Re: fwd: Mylex dac960 not SMP-safe?

Olli Lounela (olli@mpoli.fi)
Tue, 13 Feb 2001 01:55:01 +0200


--6TrnltStXW4iwmi0
Content-Type: text/plain; charset=us-ascii

On Mon, Feb 12, 2001 at 09:02:00AM -0800, Leonard N. Zubkoff wrote:
>
> I seem to recall that the Intel Providence motherboard has been
> problematic in many configurations. Have you contacted Mylex Technical
> Support to inquire about compatibility issues between the AcceleRAID 250
> and the PR440FX motherboard? They are far more expert than I when
> hardware compatibility is in question.

I have done that now, but don't really expect response before tomorrow at
earliest.

Just to mention what I earlier forgot, I've made darn sure the cooling is
good enough. The raid pack is in external box, so power quality should not
affect the issue.

> Busmastering jumper? The only jumper on the AcceleRAID 250 I recall is the one
> that controls whether the SISL support for onboard Symbios SCSI chips is
> activated. Having this jumper in the wrong position could lead to interrupt
> problems, I expect.

OK. The documentation about the meaning of SISL was not exactly the best in
the World, so to say.
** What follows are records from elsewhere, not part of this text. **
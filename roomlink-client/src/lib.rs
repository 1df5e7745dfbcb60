//! Realtime room subscription client over WebSocket
//!
//! This crate maintains a single WebSocket connection to a realtime server,
//! remembers which rooms and events the caller wants, and delivers server
//! pushes to registered listeners.
//!
//! # Core Features
//!
//! - **Desired subscriptions**: `join`/`leave` update a local set that survives
//!   disconnects and is replayed in full whenever a connection opens
//! - **Auto-Reconnection**: a single retry loop, fixed 1s interval and 1000
//!   attempts by default, with pluggable strategies
//! - **Listeners**: identity-based message and status listeners, isolated from
//!   each other's panics
//! - **Observability**: OpenTelemetry integration for traces and metrics
//!
//! # Quick Start
//!
//! ```rust,no_run
//! use roomlink_client::{ClientBuilder, MessageListener, StatusListener};
//!
//! #[tokio::main]
//! async fn main() -> Result<(), Box<dyn std::error::Error>> {
//!     let client = ClientBuilder::new("localhost:8080").build()?;
//!
//!     // Subscriptions made before connecting are replayed on open
//!     client.join("orders", Some("created")).await;
//!     client.join("lobby", None).await;
//!
//!     let messages = MessageListener::new(|msg| async move {
//!         println!("{}/{}: {}", msg.room, msg.event, msg.data);
//!     });
//!     client.on_message(&messages).await;
//!
//!     let status = StatusListener::new(|status| async move {
//!         println!("connection is {}", status);
//!     });
//!     client.on_status_change(&status).await;
//!
//!     client.connect(Some("secret-token")).await?;
//!     Ok(())
//! }
//! ```

mod client;
mod client_builder;
mod connection_state;
mod endpoint;
mod listener;
mod metrics;
mod reconnect;
mod subscription;

pub use client::RealtimeClient;
pub use client_builder::ClientBuilder;
pub use connection_state::{ConnectionManager, ConnectionState, ConnectionStatus};
pub use endpoint::{Endpoint, AUTH_TOKEN_PARAM, DEFAULT_PATH};
pub use listener::{Listener, ListenerFn, ListenerRegistry, MessageListener, StatusListener};
pub use metrics::ClientMetrics;
pub use reconnect::{
    ExponentialBackoff, FixedInterval, NoReconnect, ReconnectionStrategy,
    DEFAULT_MAX_ATTEMPTS, DEFAULT_RECONNECT_INTERVAL,
};
pub use subscription::{Subscription, Subscriptions};

pub use roomlink_core::{Error, InboundMessage, Result};
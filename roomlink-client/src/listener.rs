//! Listener registries for inbound messages and status changes
//!
//! Listeners are async callbacks wrapped in a cloneable handle. The handle
//! gives the callback an identity: registering the same handle twice is a
//! no-op, and removing a handle that was never registered is a no-op.
//!
//! Dispatch runs listeners one after another in registration order. A
//! listener that panics is logged and skipped; the remaining listeners
//! still receive the value.
//!
//! # Examples
//!
//! ```rust,no_run
//! use roomlink_client::{MessageListener, RealtimeClient};
//!
//! # async fn example(client: &RealtimeClient) {
//! let listener = MessageListener::new(|msg| async move {
//!     println!("{}/{}: {}", msg.room, msg.event, msg.data);
//! });
//!
//! client.on_message(&listener).await;
//! client.on_message(&listener).await; // still registered once
//! client.remove_message_listener(&listener).await;
//! # }
//! ```

use crate::ConnectionStatus;
use futures::FutureExt;
use roomlink_core::InboundMessage;
use std::fmt;
use std::future::Future;
use std::panic::AssertUnwindSafe;
use std::pin::Pin;
use std::sync::Arc;
use tokio::sync::Mutex;

/// Type for listener functions
pub type ListenerFn<T> = Arc<dyn Fn(T) -> Pin<Box<dyn Future<Output = ()> + Send>> + Send + Sync>;

/// Handle to an async callback
pub struct Listener<T> {
    handler: ListenerFn<T>,
}

/// Listener for addressed room messages
pub type MessageListener = Listener<InboundMessage>;

/// Listener for connection status changes
pub type StatusListener = Listener<ConnectionStatus>;

impl<T: 'static> Listener<T> {
    /// Wrap an async callback
    pub fn new<F, Fut>(handler: F) -> Self
    where
        F: Fn(T) -> Fut + Send + Sync + 'static,
        Fut: Future<Output = ()> + Send + 'static,
    {
        Self {
            handler: Arc::new(move |value| -> Pin<Box<dyn Future<Output = ()> + Send>> {
                Box::pin(handler(value))
            }),
        }
    }
}

impl<T> Listener<T> {
    /// Check whether two handles refer to the same callback
    pub fn same_as(&self, other: &Self) -> bool {
        std::ptr::eq(
            Arc::as_ptr(&self.handler) as *const (),
            Arc::as_ptr(&other.handler) as *const (),
        )
    }

    async fn call(&self, value: T) -> bool {
        let handler = Arc::clone(&self.handler);
        AssertUnwindSafe(async move { handler(value).await })
            .catch_unwind()
            .await
            .is_ok()
    }
}

impl<T> Clone for Listener<T> {
    fn clone(&self) -> Self {
        Self {
            handler: Arc::clone(&self.handler),
        }
    }
}

impl<T> fmt::Debug for Listener<T> {
    fn fmt(&self, f: &mut fmt::Formatter<'_>) -> fmt::Result {
        f.debug_struct("Listener")
            .field("handler", &Arc::as_ptr(&self.handler))
            .finish()
    }
}

/// Ordered, duplicate-free set of listeners
pub struct ListenerRegistry<T> {
    listeners: Arc<Mutex<Vec<Listener<T>>>>,
}

impl<T> Clone for ListenerRegistry<T> {
    fn clone(&self) -> Self {
        Self {
            listeners: Arc::clone(&self.listeners),
        }
    }
}

impl<T> Default for ListenerRegistry<T> {
    fn default() -> Self {
        Self::new()
    }
}

impl<T> ListenerRegistry<T> {
    /// Create an empty registry
    pub fn new() -> Self {
        Self {
            listeners: Arc::new(Mutex::new(Vec::new())),
        }
    }

    /// Register a listener; returns `false` if it was already registered
    pub async fn add(&self, listener: &Listener<T>) -> bool {
        let mut listeners = self.listeners.lock().await;
        if listeners.iter().any(|l| l.same_as(listener)) {
            return false;
        }
        listeners.push(listener.clone());
        true
    }

    /// Unregister a listener; returns `false` if it was not registered
    pub async fn remove(&self, listener: &Listener<T>) -> bool {
        let mut listeners = self.listeners.lock().await;
        let before = listeners.len();
        listeners.retain(|l| !l.same_as(listener));
        listeners.len() != before
    }

    /// Check whether a listener is registered
    pub async fn contains(&self, listener: &Listener<T>) -> bool {
        self.listeners.lock().await.iter().any(|l| l.same_as(listener))
    }

    /// Number of registered listeners
    pub async fn len(&self) -> usize {
        self.listeners.lock().await.len()
    }

    /// True when nothing is registered
    pub async fn is_empty(&self) -> bool {
        self.listeners.lock().await.is_empty()
    }
}

impl<T: Clone + Send + 'static> ListenerRegistry<T> {
    /// Invoke every listener in registration order
    ///
    /// Returns the number of listeners that panicked.
    pub async fn dispatch(&self, value: T) -> usize {
        // Snapshot so listeners may register or remove listeners themselves
        let snapshot: Vec<Listener<T>> = self.listeners.lock().await.clone();

        let mut failures = 0;
        for listener in snapshot {
            if !listener.call(value.clone()).await {
                tracing::error!("Listener panicked during dispatch");
                failures += 1;
            }
        }
        failures
    }
}
//! Request caller metrics
//!
//! - **calls_total**: calls by group, action and outcome (counter)
//! - **call_duration**: round-trip time in seconds (histogram)
//! - **errors_total**: failed calls by error kind (counter)

use opentelemetry::{
    global,
    metrics::{Counter, Histogram, Meter},
    KeyValue,
};
use std::time::Duration;

/// Request caller metrics for monitoring
pub struct RpcMetrics {
    /// Calls issued
    pub calls_total: Counter<u64>,
    /// Call round-trip time
    pub call_duration: Histogram<f64>,
    /// Failed calls
    pub errors_total: Counter<u64>,
}

impl RpcMetrics {
    /// Create metrics on the global meter provider
    pub fn new(service_name: impl Into<String>) -> Self {
        let name: &'static str = Box::leak(service_name.into().into_boxed_str());
        let meter = global::meter(name);
        Self::new_with_meter(&meter)
    }

    /// Create metrics on a custom meter
    pub fn new_with_meter(meter: &Meter) -> Self {
        Self {
            calls_total: meter
                .u64_counter("roomlink.rpc.calls.total")
                .with_description("Calls issued")
                .build(),
            call_duration: meter
                .f64_histogram("roomlink.rpc.call.duration")
                .with_description("Call round-trip time")
                .with_unit("s")
                .build(),
            errors_total: meter
                .u64_counter("roomlink.rpc.errors.total")
                .with_description("Failed calls")
                .build(),
        }
    }

    /// Record one finished call
    pub fn record_call(&self, group: &str, action: &str, duration: Duration, error: Option<&str>) {
        let attributes = [
            KeyValue::new("group", group.to_string()),
            KeyValue::new("action", action.to_string()),
            KeyValue::new("outcome", if error.is_some() { "error" } else { "ok" }),
        ];
        self.calls_total.add(1, &attributes);
        self.call_duration.record(duration.as_secs_f64(), &attributes);

        if let Some(kind) = error {
            self.errors_total
                .add(1, &[KeyValue::new("error_type", kind.to_string())]);
        }
    }
}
The onboard controller is aic7880, I didn't think it
uses Symbios chips... ohwell.

> If it hangs right after the driver banner is printed, but before the
> configuration of the controller is reported, this almost certainly means that
> the driver is not receiving interrupts from the DAC960. This generally

This is the case. With nosmp, it gets recognized and initialized all right,
the filesystems in the disk set pass e2fsck without problems, but the boot
still eventually hangs hard at eepro100 initialization once init changes to
runlevel 3 (this is RedHat, alright).

There is a difference here, from Mylex init hang I can do soft reboot, eepro
init hangs hard. And yes, I've waited half an hour to see if it recovers.
No such luck.

With 2.2-UP (stock RH 2.2.16-3) I seem to be able to run the machine with no
problems, though SMP variant of the same still hangs hard, apparently at
network traffic.

> indicates compatibility problems between the motherboard, its BIOS, and the
> DAC960 hardware/firmware, a buggy motherboard, or it can indicate that the

I've now also upgraded the flsh ROMs to the latest I found from Mylex' web
site (Firmware 4.08-0-35, BIOS 4.10-41).

> Linux kernel is not dealing properly with the motherboard APIC configuration.
> I thought that the latter type of issue is no longer likely.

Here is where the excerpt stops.